Une domiciliation définit l’adresse administrative de l’entreprise. Sans une convention de domiciliation légale entretenue par le domicilié et le domiciliataire (l’entreprise de domiciliation), la société ne peut bénéficier d’une immatriculation. Ce dossier vous renseigne sur le nécessaire à savoir concernant la procédure de domiciliation d’entreprise.

Qu’est-ce qu’une convention de domiciliation ?

Il s’agit du contrat qui définit par écrit les termes d’un accord entre deux personnes morales ou par le représentant légal de l’entreprise domiciliée d’un côté et la société de domiciliation de l’autre. Déterminé par la loi, le code du commerce oblige à chaque entité qui use d’un centre d’affaires, un domaine ou un siège, bref, un local de travail non enregistré sous son nom de réaliser cette convention. L’attestation de domiciliation intègre les formalités des entreprises et est obligatoire pour donner feu vert au démarrage de l’activité professionnelle de la société.

La domiciliation commerciale de l’organisation s’interpose depuis la fondation de la société et peut être changée à n’importe quel moment de la vie de l’entreprise. La personne domiciliée se voit dans l’obligation de contracter une nouvelle convention de domiciliation commerciale lorsqu’il y a un transfert de siège social de l’entité.

Un contrat de domiciliation en bon et due forme

La convention de domiciliation est encadrée par le code du commerce. Tous les renseignements sur le site définissent les formalités qui se rapportent à cette convention de domiciliation commerciale.

Le contrat fait mention de l’identité du domicilié et du domiciliaire.
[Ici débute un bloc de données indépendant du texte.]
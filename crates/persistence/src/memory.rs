//! In-process outcome sink
//!
//! Used when ScyllaDB persistence is disabled, and by tests. Records are
//! keyed by call id, so a repeated `create_record` returns the first id.

use async_trait::async_trait;
use parking_lot::RwLock;
use std::collections::HashMap;
use uuid::Uuid;

use voice_intake_core::{OutcomePatch, OutcomeRecord, OutcomeSink, Result as CoreResult};

use crate::outcomes::StoredOutcome;

#[derive(Debug, Default)]
pub struct InMemoryOutcomeSink {
    outcomes: RwLock<HashMap<String, StoredOutcome>>,
    records: RwLock<HashMap<String, (String, OutcomeRecord)>>,
}

impl InMemoryOutcomeSink {
    pub fn new() -> Self {
        Self::default()
    }

    pub fn outcome(&self, call_id: &str) -> Option<StoredOutcome> {
        self.outcomes.read().get(call_id).cloned()
    }

    /// Record id and record for a call
    pub fn record(&self, call_id: &str) -> Option<(String, OutcomeRecord)> {
        self.records.read().get(call_id).cloned()
    }

    pub fn record_count(&self) -> usize {
        self.records.read().len()
    }
}

#[async_trait]
impl OutcomeSink for InMemoryOutcomeSink {
    async fn upsert_outcome(&self, call_id: &str, patch: &OutcomePatch) -> CoreResult<()> {
        let mut outcomes = self.outcomes.write();
        outcomes
            .entry(call_id.to_string())
            .and_modify(|existing| existing.apply(patch))
            .or_insert_with(|| StoredOutcome::new(call_id, patch));

        tracing::debug!(call_id = %call_id, status = patch.status.as_str(), "Outcome upserted");
        Ok(())
    }

    async fn create_record(&self, record: &OutcomeRecord) -> CoreResult<String> {
        let mut records = self.records.write();
        if let Some((record_id, _)) = records.get(&record.call_id) {
            tracing::warn!(call_id = %record.call_id, "Record already exists, returning original id");
            return Ok(record_id.clone());
        }

        let record_id = Uuid::new_v4().to_string();
        records.insert(record.call_id.clone(), (record_id.clone(), record.clone()));
        tracing::info!(call_id = %record.call_id, record_id = %record_id, "Record created");
        Ok(record_id)
    }
}

#[cfg(test)]
mod tests {
    use super::*;
    use voice_intake_core::{DialogueSnapshot, Disposition};

    #[tokio::test]
    async fn test_upsert_is_idempotent_by_call_id() {
        let sink = InMemoryOutcomeSink::new();
        sink.upsert_outcome("CA1", &OutcomePatch::in_progress("unknown"))
            .await
            .unwrap();
        sink.upsert_outcome(
            "CA1",
            &OutcomePatch::terminal(
                Disposition::SocketClosed,
                "unknown",
                DialogueSnapshot::default(),
            ),
        )
        .await
        .unwrap();

        let outcome = sink.outcome("CA1").unwrap();
        assert_eq!(outcome.status, "socket_closed");
        assert!(outcome.snapshot.is_some());
        assert!(sink.outcome("CA2").is_none());
    }

    #[tokio::test]
    async fn test_create_record_once_per_call() {
        let sink = InMemoryOutcomeSink::new();
        let record = OutcomeRecord::new(
            "CA1",
            "+16175550123",
            Disposition::Confirmed,
            DialogueSnapshot::default(),
        );

        let first = sink.create_record(&record).await.unwrap();
        let second = sink.create_record(&record).await.unwrap();
        assert_eq!(first, second);
        assert_eq!(sink.record_count(), 1);
        assert_eq!(sink.record("CA1").map(|(id, _)| id), Some(first));
    }
}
Il inclut également les références de l’agrément, ainsi que les modalités de la résiliation. La convention est limitée dans le temps. Pour la majorité, elle possède une durée minimale de 3 mois, renouvelable par une procédure tacite de renouvellement.

Elle spécifie la mise en place du siège social de l’entreprise au niveau du local de domiciliataire. Dans ce sens, une contrepartie à valeur financière est perçue par le domiciliataire en guise de loyer et de frais pour les charges connexes.

Des services annexes accompagnent souvent la prestation du domiciliataire. Ceux-ci doivent être précisés dans les termes du contrat. Ils font références à : la gestion du courrier, le maintien du standard téléphonique ou la permanence téléphonique de l’entreprise domiciliée, le traitement et renvoie des fax, la numérisation des courriers envoyés dans la boîte postale, par fax ou par courriel, des services de secrétariat en général.

La responsabilité de la société de domiciliation et l’engagement de l’entreprise domiciliée

Ce n’est pas n’importe quelle entité qui peut devenir une entreprise de domiciliation. Pour exercer, le domiciliaire doit disposer d’un agrément préfectoral délivré par le Préfet du département. Il est obligé de :

  • Fournir à ses domiciliées un siège propre apte à héberger l’adresse administrative, l’adresse fiscale, l’adresse postale, et l’adresse commerciale de la société.
  • Procurer un local professionnel apte à se charger des services de secrétariat en générale de l’institution, assurant ainsi la confidentialité des registres et d’autres documents.
  • Construire des dossiers concernant chaque entreprise domiciliée sous son aile.
  • Prévenir le greffier du tribunal du commerce de l’échéance de la convention de domiciliation.

Le domicilié se doit de respecter les conditions inscrites dans le contrat. Il doit également déclarer la convention du registre de commerce.

Quelle forme de domiciliation privilégiée ?

Chaque type de société et selon son profil : SAS, autoentrepreneur, SARL… choisissent la forme de domiciliation qui correspond à ses besoins. Il existe les domiciliations à caractère gratuites et d’autres qui demandent un investissement assez dispendieux. Mais, tous montrent de multiples avantages, à savoir :

  • La domiciliation dans les locaux professionnels de la société, au niveau du siège social de l’entité
  • La domiciliation souscrite au domicile du dirigeant
  • La domiciliation au niveau d’un central d’affaire, qui impose le coworking. Souvent, les collaborateurs, disposant d’une grande flexibilité, travaillent dans cet espace de coworking pour profiter de l’aménagement ergonomique de la succursale, de sa salle de réunion et de ses bureaux équipés.
  • La domiciliation auprès d’une société domiciliaire. Celle-ci se traduit comme des centres de formalités qui prennent en charge des services complémentaires comme la permanence téléphonique, la gestion des courriers, le standard téléphonique, le scan des courriers, la numérisation des courriers, la réexpédition des lettres, le secrétariat téléphonique… Dans ce cas, le fax, les boites aux lettres, la boîte postale, l’adresse postale, l’adresse fiscale, l’adresse d’affaires et l’adresse physique de la société y sont domiciliés.